(Records for the task Opens)
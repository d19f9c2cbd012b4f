//! Actor events — Bevy events для внешних consumer'ов
//!
//! Input (→ ECS):
//! - DamageRequest / HealRequest: queued форма take_damage / gain_health
//!
//! Output (ECS →):
//! - ActorDamaged / ActorHealed / ActorDied: re-broadcast для UI, objectives
//! - Feedback: звук, VFX, camera shake (audio/render — out of scope)

use bevy::prelude::*;

use super::components::ActorId;
use crate::events::HazardKind;

/// Запрос урона (hazard tick, projectile hit, script)
#[derive(Event, Debug, Clone)]
pub struct DamageRequest {
    pub target: Entity,
    pub damage: f32,
    pub impulse: Vec3,
}

/// Запрос лечения
#[derive(Event, Debug, Clone)]
pub struct HealRequest {
    pub target: Entity,
    pub amount: f32,
}

/// Событие: актор получил несмертельный урон
#[derive(Event, Debug, Clone, PartialEq)]
pub struct ActorDamaged {
    pub entity: Entity,
    pub id: ActorId,
    pub damage: f32,
    pub hp: f32,
}

/// Событие: актор вылечился
#[derive(Event, Debug, Clone, PartialEq)]
pub struct ActorHealed {
    pub entity: Entity,
    pub id: ActorId,
    pub amount: f32,
    pub hp: f32,
}

/// Событие: актор умер (ровно одно на актора)
#[derive(Event, Debug, Clone, PartialEq)]
pub struct ActorDied {
    pub entity: Entity,
    pub id: ActorId,
    pub damage: f32,
    pub hp: f32,
}

/// Звуковые cue (playback — audio слой)
#[derive(Debug, Clone, Copy, PartialEq, Eq)]
pub enum SoundCue {
    Damage,
    Death,
    NoAmmo,
    HazardLoopStart(HazardKind),
    HazardLoopStop(HazardKind),
}

#[derive(Debug, Clone, Copy, PartialEq)]
pub enum FeedbackKind {
    DamageFlash,
    Sound(SoundCue),
    DeathParticles,
    Hide,
    CameraShake { impulse: Vec3 },
}

/// Запрос reactive эффекта для render/audio/camera слоёв
#[derive(Event, Debug, Clone, Copy, PartialEq)]
pub struct Feedback {
    pub entity: Entity,
    pub kind: FeedbackKind,
}

/// Отправить Feedback из exclusive контекста
pub fn send_feedback(world: &mut World, entity: Entity, kind: FeedbackKind) {
    world.send_event(Feedback { entity, kind });
}
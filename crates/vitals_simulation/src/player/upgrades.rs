//! UpgradeState — состояние апгрейдов способностей
//!
//! Явный ресурс (контекст), передаётся в `Shooter::apply_upgrades` по ссылке.
//! Изменения анонсируются через `EventChannel::on_ability_upgraded`.

use bevy::prelude::*;
use serde::{Deserialize, Serialize};

use crate::events::{EventChannel, UpgradeKind};

#[derive(Resource, Debug, Clone, PartialEq, Serialize, Deserialize)]
#[serde(default)]
pub struct UpgradeState {
    pub weapon_upgraded: bool,
    pub upgraded_shots_count: u32,
    pub melee_upgraded: bool,
    pub upgraded_melee_damage_mod: f32,
}

impl Default for UpgradeState {
    fn default() -> Self {
        Self {
            weapon_upgraded: false,
            upgraded_shots_count: 8,
            melee_upgraded: false,
            upgraded_melee_damage_mod: 1.5,
        }
    }
}

impl UpgradeState {
    pub fn unlock(&mut self, kind: UpgradeKind) {
        match kind {
            UpgradeKind::Weapon => self.weapon_upgraded = true,
            UpgradeKind::Melee => self.melee_upgraded = true,
        }
    }
}

/// Разблокировать апгрейд и оповестить подписчиков канала
pub fn upgrade_ability(world: &mut World, kind: UpgradeKind) {
    world.get_resource_or_insert_with(UpgradeState::default).unlock(kind);

    if let Some(channel) = world.get_resource::<EventChannel>().cloned() {
        channel.on_ability_upgraded.invoke(&kind);
    }

    crate::logger::log_info(&format!("⬆️ Ability upgraded: {:?}", kind));
}
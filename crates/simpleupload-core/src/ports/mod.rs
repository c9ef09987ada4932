//! Port definitions (hexagonal architecture interfaces)
//!
//! This module defines the port traits that form the boundaries of the
//! hexagonal architecture. Ports are interfaces that the domain core
//! depends on, but whose implementations live in adapter crates.
//!
//! ## Ports Overview
//!
//! - [`IUploadApi`] - Upload server operations (upload, list, move)
//! - [`ISettingsStore`] - Persisted endpoint and upload key
//! - [`INotificationService`] - User-facing confirmations

pub mod notification;
pub mod settings_store;
pub mod upload_api;

pub use notification::{INotificationService, Notification};
pub use settings_store::ISettingsStore;
pub use upload_api::{IUploadApi, ProgressCallback};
(Records for the task Closes)
## Exercise
Keeping each word as given, write out the material above.

## Solution to this problem
repository d19f9c2cbd012b4f
//! Actor events — Bevy events для внешних consumer'ов
//!
//! Input (→ ECS):
//! - DamageRequest / HealRequest: queued форма take_damage / gain_health
//!
//! Output (ECS →):
//! - ActorDamaged / ActorHealed / ActorDied: re-broadcast для UI, objectives
//! - Feedback: звук, VFX, camera shake (audio/render — out of scope)

use bevy::prelude::*;

use super::components::ActorId;
use crate::events::HazardKind;

/// Запрос урона (hazard tick, projectile hit, script)
#[derive(Event, Debug, Clone)]
pub struct DamageRequest {
    pub target: Entity,
    pub damage: f32,
    pub impulse: Vec3,
}

/// Запрос лечения
#[derive(Event, Debug, Clone)]
pub struct HealRequest {
    pub target: Entity,
    pub amount: f32,
}

/// Событие: актор получил несмертельный урон
#[derive(Event, Debug, Clone, PartialEq)]
pub struct ActorDamaged {
    pub entity: Entity,
    pub id: ActorId,
    pub damage: f32,
    pub hp: f32,
}

/// Событие: актор вылечился
#[derive(Event, Debug, Clone, PartialEq)]
pub struct ActorHealed {
    pub entity: Entity,
    pub id: ActorId,
    pub amount: f32,
    pub hp: f32,
}

/// Событие: актор умер (ровно одно на актора)
#[derive(Event, Debug, Clone, PartialEq)]
pub struct ActorDied {
    pub entity: Entity,
    pub id: ActorId,
    pub damage: f32,
    pub hp: f32,
}

/// Звуковые cue (playback — audio слой)
#[derive(Debug, Clone, Copy, PartialEq, Eq)]
pub enum SoundCue {
    Damage,
    Death,
    NoAmmo,
    HazardLoopStart(HazardKind),
    HazardLoopStop(HazardKind),
}

#[derive(Debug, Clone, Copy, PartialEq)]
pub enum FeedbackKind {
    DamageFlash,
    Sound(SoundCue),
    DeathParticles,
    Hide,
    CameraShake { impulse: Vec3 },
}

/// Запрос reactive эффекта для render/audio/camera слоёв
#[derive(Event, Debug, Clone, Copy, PartialEq)]
pub struct Feedback {
    pub entity: Entity,
    pub kind: FeedbackKind,
}

/// Отправить Feedback из exclusive контекста
pub fn send_feedback(world: &mut World, entity: Entity, kind: FeedbackKind) {
    world.send_event(Feedback { entity, kind });
}
filename crates/vitals_simulation/src/player/upgrades.rs
//! UpgradeState — состояние апгрейдов способностей
//!
//! Явный ресурс (контекст), передаётся в `Shooter::apply_upgrades` по ссылке.
//! Изменения анонсируются через `EventChannel::on_ability_upgraded`.

use bevy::prelude::*;
use serde::{Deserialize, Serialize};

use crate::events::{EventChannel, UpgradeKind};

#[derive(Resource, Debug, Clone, PartialEq, Serialize, Deserialize)]
#[serde(default)]
pub struct UpgradeState {
    pub weapon_upgraded: bool,
    pub upgraded_shots_count: u32,
    pub melee_upgraded: bool,
    pub upgraded_melee_damage_mod: f32,
}

impl Default for UpgradeState {
    fn default() -> Self {
        Self {
            weapon_upgraded: false,
            upgraded_shots_count: 8,
            melee_upgraded: false,
            upgraded_melee_damage_mod: 1.5,
        }
    }
}

impl UpgradeState {
    pub fn unlock(&mut self, kind: UpgradeKind) {
        match kind {
            UpgradeKind::Weapon => self.weapon_upgraded = true,
            UpgradeKind::Melee => self.melee_upgraded = true,
        }
    }
}

/// Разблокировать апгрейд и оповестить подписчиков канала
pub fn upgrade_ability(world: &mut World, kind: UpgradeKind) {
    world.get_resource_or_insert_with(UpgradeState::default).unlock(kind);

    if let Some(channel) = world.get_resource::<EventChannel>().cloned() {
        channel.on_ability_upgraded.invoke(&kind);
    }

    crate::logger::log_info(&format!("⬆️ Ability upgraded: {:?}", kind));
}
filename crates/simpleupload-core/src/ports/mod.rs
repository c9ef09987ada4932
//! Port definitions (hexagonal architecture interfaces)
//!
//! This module defines the port traits that form the boundaries of the
//! hexagonal architecture. Ports are interfaces that the domain core
//! depends on, but whose implementations live in adapter crates.
//!
//! ## Ports Overview
//!
//! - [`IUploadApi`] - Upload server operations (upload, list, move)
//! - [`ISettingsStore`] - Persisted endpoint and upload key
//! - [`INotificationService`] - User-facing confirmations

pub mod notification;
pub mod settings_store;
pub mod upload_api;

pub use notification::{INotificationService, Notification};
pub use settings_store::ISettingsStore;
pub use upload_api::{IUploadApi, ProgressCallback};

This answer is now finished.